Language Documentation and Digital Humanities: The (DoBeS) Language Archive

Home » conference » programme » abstracts » Language Documentation and Digital Humanities: The (DoBeS) Language…

Drude, Sebastian, Max-Planck-Institute for Psycholinguistics, The Netherlands, Sebastian.Drude@mpi.nl

Trilsbeek, Paul, Max-Planck-Institute for Psycholinguistics, The Netherlands, Paul.Trilsbeek@mpi.nl

Broeder, Daan, Max-Planck-Institute for Psycholinguistics, The Netherlands, Daan.Broeder@mpi.nl

Overview

Since the early nineties, the on-going dramatic loss of the world’s linguistic diversity has gained attention, first by the linguists and increasingly also by the general public. As a response, the new field of language documentation emerged from around 2000 on, starting with the funding initiative ‘Dokumentation Bedrohter Sprachen’ (DoBeS, funded by the Volkswagen foundation, Germany), soon to be followed by others such as the ‘Endangered Languages Documentation Programme’ (ELDP, at SOAS, London), or, in the USA, ‘Electronic Meta-structure for Endangered Languages Documentation’ (EMELD, led by the LinguistList) and ‘Documenting Endangered Languages’ (DEL, by the NSF). From its very beginning, the new field focused on digital technologies not only for recording in audio and video, but also for annotation, lexical databases, corpus building and archiving, among others. This development not just coincides but is intrinsically interconnected with the increasing focus on digital data, technology and methods in all sciences, in particular in the humanities.

As one result, a number of worldwide and regional specialized language archives have been established, devoted to a new type of corpora: digital, multimedia, multi-purpose. The DoBeS archive alone contains data on more than 60 languages; it is hosted at the Max-Planck-Institute for Psycholinguistics (MPI-PL) in Nijmegen, where it is combined with data from other field research projects, in total covering around two hundred languages. The Technical Group of MPI-PL (now as a new unit, ‘The Language Archive’, TLA) has not only been developing new tools such as ELAN and the language archiving technology suite, but is also active in building regional archives offering the same technology around the globe, and in networking with other archives, for instance in DELAMAN.

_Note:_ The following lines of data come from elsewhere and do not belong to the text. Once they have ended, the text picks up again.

//! # Incentive adjustment stage
//!
//! Optional post-formula re-weighting. Each influence entry's matching is
//! multiplied by a bonus factor, the boosted entries are summed per
//! project to form a *new* raw matching amount, and everything is rescaled
//! to the pool a second time.
//!
//! This stage fully replaces the formula stage's matching numbers: the
//! bonuses re-weight the already-rescaled shares, they are not added on
//! top of the pool. The pool total is invariant across both passes.

use std::collections::HashMap;

use crate::formula::rescale_to_pool;
use crate::types::{Donation, Donor, SimulationConfig, SimulationResult};

/// Extra weight for a donor's first contribution to the platform.
const FIRST_TIME_BONUS: f64 = 0.25;
/// Extra weight for donations made within the round's first week.
const EARLY_BIRD_BONUS: f64 = 0.10;
/// Extra weight for donors who arrived through a referral.
const REFERRAL_BONUS: f64 = 0.05;

/// Bonus multiplier for one influence entry.
fn bonus_factor(donor: Option<&&Donor>, donation: Option<&&Donation>) -> f64 {
    let mut factor = 1.0;
    if let Some(donor) = donor {
        if donor.first_time {
            factor += FIRST_TIME_BONUS;
        }
        if donor.referrer.is_some() {
            factor += REFERRAL_BONUS;
        }
    }
    if let Some(donation) = donation {
        if donation.early_bird {
            factor += EARLY_BIRD_BONUS;
        }
    }
    factor
}

/// Re-weight the formula stage's matching by incentive bonuses and
/// rescale back to the pool.
pub(crate) fn apply(
    mut result: SimulationResult,
    donors: &[Donor],
    donations: &[Donation],
    config: &SimulationConfig,
) -> SimulationResult {
    let donor_index: HashMap<&str, &Donor> =
        donors.iter().map(|d| (d.id.as_str(), d)).collect();
    let donation_index: HashMap<&str, &Donation> =
        donations.iter().map(|d| (d.id.as_str(), d)).collect();

    let mut raws = Vec::with_capacity(result.projects.len());
    for project in &mut result.projects {
        let mut raw = 0.0;
        for entry in &mut project.influences {
            let factor = bonus_factor(
                donor_index.get(entry.donor_id.as_str()),
                donation_index.get(entry.donation_id.as_str()),
            );
            entry.matching_generated *= factor;
            raw += entry.matching_generated;
        }
        raws.push(raw);
    }

    result.total_matching =
        rescale_to_pool(&mut result.projects, &raws, config.effective_pool());
    result
}
//! # Categorical reallocation stage
//!
//! Optional final stage. The matching pool is split into equal shares,
//! one per distinct project category (counting every configured project,
//! not just those with donations), and each category's projects are
//! rescaled so their matching sums to that category's share.
//!
//! A category whose projects currently hold zero matching is left
//! untouched; its share stays undistributed rather than forcing a
//! zero-division rescale. Total matching can therefore fall below the
//! pool after this stage.

use std::collections::BTreeSet;

use crate::types::{Project, SimulationConfig, SimulationResult};

/// Re-partition matching evenly across project categories.
pub(crate) fn apply(
    mut result: SimulationResult,
    projects: &[Project],
    config: &SimulationConfig,
) -> SimulationResult {
    // BTreeSet keeps category iteration order stable across runs.
    let categories: BTreeSet<&str> = projects.iter().map(|p| p.category.as_str()).collect();
    if categories.is_empty() {
        return result;
    }

    let share = config.effective_pool() / categories.len() as f64;

    for category in &categories {
        let current: f64 = result
            .projects
            .iter()
            .filter(|p| p.category == *category)
            .map(|p| p.matching_amount)
            .sum();
        if current <= 0.0 {
            continue;
        }

        let scale = share / current;
        for project in result
            .projects
            .iter_mut()
            .filter(|p| p.category == *category)
        {
            project.matching_amount *= scale;
            project.total_funding = project.contributions + project.matching_amount;
            for entry in &mut project.influences {
                entry.matching_generated *= scale;
                entry.influence_percentage = if project.matching_amount > 0.0 {
                    entry.matching_generated / project.matching_amount * 100.0
                } else {
                    0.0
                };
            }
        }
    }

    result.total_matching = result.projects.iter().map(|p| p.matching_amount).sum();
    result
}
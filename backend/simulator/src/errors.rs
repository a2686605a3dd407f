//! Application-wide error types.

use thiserror::Error;

#[derive(Debug, Error)]
pub enum SimulatorError {
    #[error("Database error: {0}")]
    Database(#[from] sqlx::Error),

    #[error("Migration error: {0}")]
    Migrate(#[from] sqlx::migrate::MigrateError),

    #[error("JSON error: {0}")]
    Json(#[from] serde_json::Error),

    #[error("Configuration error: {0}")]
    Config(String),

    #[error("Engine error: {0}")]
    Engine(#[from] qf_engine::EngineError),
}

pub type Result<T> = std::result::Result<T, SimulatorError>;
//! Axum REST API handlers.

use std::sync::Arc;

use axum::{
    extract::{Path, Query, State},
    http::StatusCode,
    response::IntoResponse,
    Json,
};
use serde::{Deserialize, Serialize};
use sqlx::SqlitePool;
use tracing::warn;

use qf_engine::{simulate, Donation, Donor, Project, SimulationConfig, SimulationResult};

use crate::db;
use crate::errors::{Result, SimulatorError};

#[derive(Clone)]
pub struct ApiState {
    pub pool: SqlitePool,
}

// ─────────────────────────────────────────────────────────
// Request / response shapes
// ─────────────────────────────────────────────────────────

/// Body of `POST /simulate`: the full input tuple for one stateless run.
#[derive(Debug, Deserialize)]
pub struct SimulateRequest {
    pub projects: Vec<Project>,
    pub donors: Vec<Donor>,
    pub donations: Vec<Donation>,
    pub config: SimulationConfig,
}

#[derive(Serialize)]
pub struct RunsResponse {
    pub count: usize,
    pub runs: Vec<db::RunSummary>,
}

#[derive(Serialize)]
pub struct HealthResponse {
    pub status: &'static str,
    pub version: &'static str,
}

#[derive(Serialize)]
pub struct ErrorResponse {
    pub error: String,
}

#[derive(Debug, Deserialize)]
pub struct RunsQuery {
    pub limit: Option<i64>,
}

// ─────────────────────────────────────────────────────────
// Handlers
// ─────────────────────────────────────────────────────────

/// `GET /health`
pub async fn health() -> impl IntoResponse {
    Json(HealthResponse {
        status: "ok",
        version: env!("CARGO_PKG_VERSION"),
    })
}

/// `POST /simulate`
///
/// Runs the matching engine over the posted `(projects, donors,
/// donations, config)` tuple and returns the full result. Invalid
/// configuration is a 400; a failure to record the run is logged but
/// does not fail the response.
pub async fn post_simulate(
    State(state): State<Arc<ApiState>>,
    Json(request): Json<SimulateRequest>,
) -> impl IntoResponse {
    match run_simulation(&state, request).await {
        Ok(result) => (StatusCode::OK, Json(serde_json::json!(result))).into_response(),
        Err(e) => {
            let status = match e {
                SimulatorError::Engine(_) => StatusCode::BAD_REQUEST,
                _ => StatusCode::INTERNAL_SERVER_ERROR,
            };
            (
                status,
                Json(serde_json::json!(ErrorResponse {
                    error: e.to_string()
                })),
            )
                .into_response()
        }
    }
}

async fn run_simulation(state: &ApiState, request: SimulateRequest) -> Result<SimulationResult> {
    let SimulateRequest {
        projects,
        donors,
        donations,
        config,
    } = request;

    let result = simulate(&projects, &donors, &donations, &config)?;

    // Recording the run is best-effort; the caller still gets the result.
    if let Err(e) = db::insert_run(&state.pool, &config, donations.len(), &result).await {
        warn!("Failed to record simulation run: {e}");
    }

    Ok(result)
}

/// `GET /runs`
///
/// Returns recorded run summaries, newest first. `?limit=` caps the
/// count (default 50).
pub async fn get_runs(
    State(state): State<Arc<ApiState>>,
    Query(query): Query<RunsQuery>,
) -> impl IntoResponse {
    let limit = query.limit.unwrap_or(50).clamp(1, 500);
    match db::list_runs(&state.pool, limit).await {
        Ok(runs) => {
            let count = runs.len();
            (
                StatusCode::OK,
                Json(serde_json::json!(RunsResponse { count, runs })),
            )
                .into_response()
        }
        Err(e) => (
            StatusCode::INTERNAL_SERVER_ERROR,
            Json(serde_json::json!(ErrorResponse {
                error: e.to_string()
            })),
        )
            .into_response(),
    }
}

/// `GET /runs/:id`
///
/// Returns one recorded run with its stored config and result.
pub async fn get_run(
    State(state): State<Arc<ApiState>>,
    Path(id): Path<i64>,
) -> impl IntoResponse {
    match db::get_run(&state.pool, id).await {
        Ok(Some(record)) => (StatusCode::OK, Json(serde_json::json!(record))).into_response(),
        Ok(None) => (
            StatusCode::NOT_FOUND,
            Json(serde_json::json!(ErrorResponse {
                error: format!("run {id} not found")
            })),
        )
            .into_response(),
        Err(e) => (
            StatusCode::INTERNAL_SERVER_ERROR,
            Json(serde_json::json!(ErrorResponse {
                error: e.to_string()
            })),
        )
            .into_response(),
    }
}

Furthermore, The Language Archive (TLA) also participates, based on our experience with the DoBeS archive, in international initiatives such as CLARIN, which have a much broader scope than endangered languages. Still, the new type of corpora, including the DOBES archive, have only incipiently been explored with novel research questions and methods, and the full potentials of cooperation between language documentation and, e.g., computational linguistics and automatic data processing methods have only begun to be exploited. This also holds for topics such as community member participation and representation, engaging wider audiences, access methods, ethical issues around privacy and ‘publicness’, documentation and archives’ relations to social networking and other mass participation platforms. In general it seems obvious that neighbouring disciplines can benefit from language documentations, and that also language documentation and archiving can gain much from cooperation with similar activities and research in other fields, which may even change the way language corpora are designed and future documentation projects are carried out. Nevertheless, the concrete details have still to be determined in the quickly growing environment of ‘digital humanities’.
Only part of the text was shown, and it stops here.